### [Problem statement]
Each record is to be written out exactly as it appears.

--- Task inputs ---

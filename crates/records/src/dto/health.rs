use chrono::{DateTime, Utc};
use serde::{Deserialize, Serialize};
use utoipa::ToSchema;

#[derive(Debug, Clone, Serialize, Deserialize, ToSchema)]
pub struct HealthResponse {
    pub status: String,
    pub timestamp: DateTime<Utc>,
}

impl HealthResponse {
    pub fn healthy() -> Self {
        Self {
            status: "healthy".to_string(),
            timestamp: Utc::now(),
        }
    }
}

---

### [Task result]
filename crates/records/src/dto/health.rs
use chrono::{DateTime, Utc};
use serde::{Deserialize, Serialize};
use utoipa::ToSchema;

#[derive(Debug, Clone, Serialize, Deserialize, ToSchema)]
pub struct HealthResponse {
    pub status: String,
    pub timestamp: DateTime<Utc>,
}

impl HealthResponse {
    pub fn healthy() -> Self {
        Self {
            status: "healthy".to_string(),
            timestamp: Utc::now(),
        }
    }
}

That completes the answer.